Still, no one whose livelihood depends on vending likes to see regulation.
"I think a store manager should realize that's an exceptional amount of equipment out there, but I don't think [an ordinance] is fair," Buckholz said.
Sometimes, municipalities themselves are to blame for the proliferation. In February, officials in Southlake, Texas, banned outdoor vending machines to preserve the "aesthetic quality" of the town. But in June, council approved a variance allowing machines in the main park so the city could collect 20 percent of vending sales from Coke.
The town council in Carrboro, N.C., took up the issue last year after receiving complaints from residents about lighted vending machine ads cluttering up the night-scape. Specifically, some residents complained about the new phenomenon of stringing together several machines, each sporting part of an illustration, so that a giant picture of, say, a Coke bottle comes into focus from a distance.
At night, these signs amount to minibillboards, which is the basis for protests against them in other parts of the country.
"Vending machines have gone from relatively innocuous, disappear-into-the-landscape boxes to these garish things 3 feet wide and 6 feet tall that are brightly lighted 24 hours a day," one angry Carrboro alderman told the local newspaper.
That kind of advertising is what you see in front of the Eckerd drug store in Beaver Falls, too, where six machines sit at the entrance, three of them displaying an image of a giant Coke bottle.
Those machines anger the Mikes, naturally.

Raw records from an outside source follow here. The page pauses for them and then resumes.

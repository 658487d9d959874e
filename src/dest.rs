// Receivers of the tuples a query produces.

use std::io::Write;

use crate::error::ExecResult;
use crate::tuple::{TupleDesc, TupleTableSlot};
use crate::ty::Datum;

pub trait DestReceiver {
    fn startup(&mut self, _desc: &TupleDesc) -> ExecResult<()> {
        Ok(())
    }

    // The slot is only borrowed; copy out what must outlive the call.
    fn receive_slot(&mut self, slot: &TupleTableSlot) -> ExecResult<()>;

    fn shutdown(&mut self) -> ExecResult<()> {
        Ok(())
    }
}

/// Keeps every received row in memory.
#[derive(Debug, Default)]
pub struct CollectReceiver {
    pub rows: Vec<Vec<Datum>>,
}

impl CollectReceiver {
    pub fn new() -> CollectReceiver {
        CollectReceiver::default()
    }

    pub fn into_rows(self) -> Vec<Vec<Datum>> {
        self.rows
    }
}

impl DestReceiver for CollectReceiver {
    fn receive_slot(&mut self, slot: &TupleTableSlot) -> ExecResult<()> {
        self.rows.push(slot.values()?);
        Ok(())
    }
}

/// Writes rows as tab separated text, preceded by a header line.
pub struct PrintReceiver<W: Write> {
    out: W,
}

impl<W: Write> PrintReceiver<W> {
    pub fn new(out: W) -> PrintReceiver<W> {
        PrintReceiver { out }
    }

    pub fn into_inner(self) -> W {
        self.out
    }
}

impl<W: Write> DestReceiver for PrintReceiver<W> {
    fn startup(&mut self, desc: &TupleDesc) -> ExecResult<()> {
        let names: Vec<&str> = desc.attrs().iter().map(|a| a.name.as_str()).collect();
        writeln!(self.out, "{}", names.join("\t"))?;
        Ok(())
    }

    fn receive_slot(&mut self, slot: &TupleTableSlot) -> ExecResult<()> {
        let values: Vec<String> = slot.values()?.iter().map(|v| v.as_string()).collect();
        writeln!(self.out, "{}", values.join("\t"))?;
        Ok(())
    }

    fn shutdown(&mut self) -> ExecResult<()> {
        self.out.flush()?;
        Ok(())
    }
}
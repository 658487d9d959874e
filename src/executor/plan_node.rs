use std::rc::Rc;

use crate::error::ExecResult;
use crate::executor::estate::{EFlags, EState};
use crate::tuple::{TupleDesc, TupleTableSlot};

#[derive(Debug, Clone, Copy, PartialEq, Eq)]
pub enum NodeStatus {
    // initialized, may produce tuples
    Ready,
    // `next` returned end-of-stream
    Exhausted,
    Closed,
}

// State every node carries: its result slot and its lifecycle status.
#[derive(Debug)]
pub struct PlanState<'a> {
    pub estate: &'a EState,
    pub eflags: EFlags,
    result_slot: TupleTableSlot,
    status: NodeStatus,
    tuples_emitted: u64,
}

impl<'a> PlanState<'a> {
    pub fn new(estate: &'a EState, desc: Rc<TupleDesc>, eflags: EFlags) -> PlanState<'a> {
        PlanState {
            estate,
            eflags,
            result_slot: estate.init_result_slot(desc),
            status: NodeStatus::Ready,
            tuples_emitted: 0,
        }
    }

    pub fn result_slot(&self) -> &TupleTableSlot {
        &self.result_slot
    }

    pub fn result_slot_mut(&mut self) -> &mut TupleTableSlot {
        &mut self.result_slot
    }

    pub fn result_desc(&self) -> &Rc<TupleDesc> {
        self.result_slot.tuple_desc()
    }

    pub fn status(&self) -> NodeStatus {
        self.status
    }

    pub fn is_closed(&self) -> bool {
        self.status == NodeStatus::Closed
    }

    pub fn tuples_emitted(&self) -> u64 {
        self.tuples_emitted
    }

    // Hands out the result slot as this call's output.
    pub fn emit(&mut self) -> Option<&TupleTableSlot> {
        self.tuples_emitted += 1;
        Some(&self.result_slot)
    }

    // Marks end-of-stream; the result slot is left empty.
    pub fn finish(&mut self) -> Option<&TupleTableSlot> {
        self.result_slot.clear();
        self.status = NodeStatus::Exhausted;
        None
    }

    pub fn reset(&mut self) {
        self.result_slot.clear();
        self.status = NodeStatus::Ready;
    }

    // Gives the result slot back to the executor. Only the first call has
    // an effect.
    pub fn release(&mut self) {
        if self.status != NodeStatus::Closed {
            self.estate.release_slot(&mut self.result_slot);
            self.status = NodeStatus::Closed;
        }
    }
}

/// Contract every executor node implements.
///
/// `exec` produces the next tuple in the node's result slot (or `None` at
/// end-of-stream), `end` releases the node's own resources and then closes
/// its children, `rescan` restarts the node from its first tuple. Errors of
/// children are returned untouched.
pub trait PlanNode<'a> {
    fn exec(&mut self) -> ExecResult<Option<&TupleTableSlot>>;

    fn end(&mut self) -> ExecResult<()>;

    fn rescan(&mut self) -> ExecResult<()>;

    fn plan_state(&self) -> &PlanState<'a>;
}

#[cfg(test)]
mod tests {
    use super::*;
    use crate::catalog::attribute::Attribute;
    use crate::ty::{Datum, TypeLabel};

    #[test]
    fn test_plan_state_transitions() {
        let estate = EState::new();
        let desc = Rc::new(TupleDesc::new(vec![Attribute::new("a", TypeLabel::Integer)]));
        let mut ps = PlanState::new(&estate, desc, EFlags::NONE);

        assert_eq!(ps.status(), NodeStatus::Ready);
        assert_eq!(estate.live_slots(), 1);

        ps.result_slot_mut().store_values(&[Datum::Integer(1)]).unwrap();
        assert!(ps.emit().is_some());
        assert_eq!(ps.tuples_emitted(), 1);

        assert!(ps.finish().is_none());
        assert_eq!(ps.status(), NodeStatus::Exhausted);
        assert!(ps.result_slot().is_empty());

        ps.release();
        ps.release();
        assert!(ps.is_closed());
        assert_eq!(estate.live_slots(), 0);
    }
}
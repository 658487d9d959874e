// Syntax tree of the plan text language.

#[derive(Debug, Clone, PartialEq)]
pub enum PlanExpr {
    Twice(Box<PlanExpr>),
    Append(Vec<PlanExpr>),
    // column definitions, rows
    Values(Vec<ColumnDef>, Vec<Vec<Literal>>),
}

#[derive(Debug, Clone, PartialEq)]
pub struct ColumnDef {
    pub name: String,
    pub type_name: TypeName,
}

#[derive(Debug, Clone, Copy, PartialEq, Eq)]
pub enum TypeName {
    Integer,
    Text,
    Boolean,
}

#[derive(Debug, Clone, PartialEq)]
pub enum Literal {
    // kept as written, range checked when lowered
    Integer(String),
    Text(String),
    Bool(bool),
    Null,
}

"We have to get rid of one and Eckerd gets to keep theirs?" said Tim Mike. "They have a whole row of machines." Eckerd is private property, though, so the city can't do anything.
The new ordinance stemmed from an effort by city council to clean up its streets as part of its Safe Streets program. Loitering was the problem, and some merchants felt the pop machines were partly to blame.
Already on the books is an ordinance that allows store owners to sell merchandise on the sidewalk on certain days. Council interpreted "merchandise" to mean the same kind of items sold inside the store. Some businesses that had nothing to do with food or beverages didn't share that interpretation and installed pop machines. Even the Salvation Army put one up, although it's since been removed.
Originally, the new ordinance was going to limit merchants to one machine, but when the Mikes complained, council agreed to allow two. The Mikes are still irritated. "It's a crock," said Joann Mike, but they'll comply.
Meanwhile, council is sticking to its guns, even if it's inconvenient. Councilwoman Diane Ward, whose mother is Vivian Genand, said she was out walking recently with her 11-year-old son near J's News when the boy said he wanted a soda from one of the machines.
She wouldn't let him.
Instead, they walked four blocks to a convenience store and bought one there.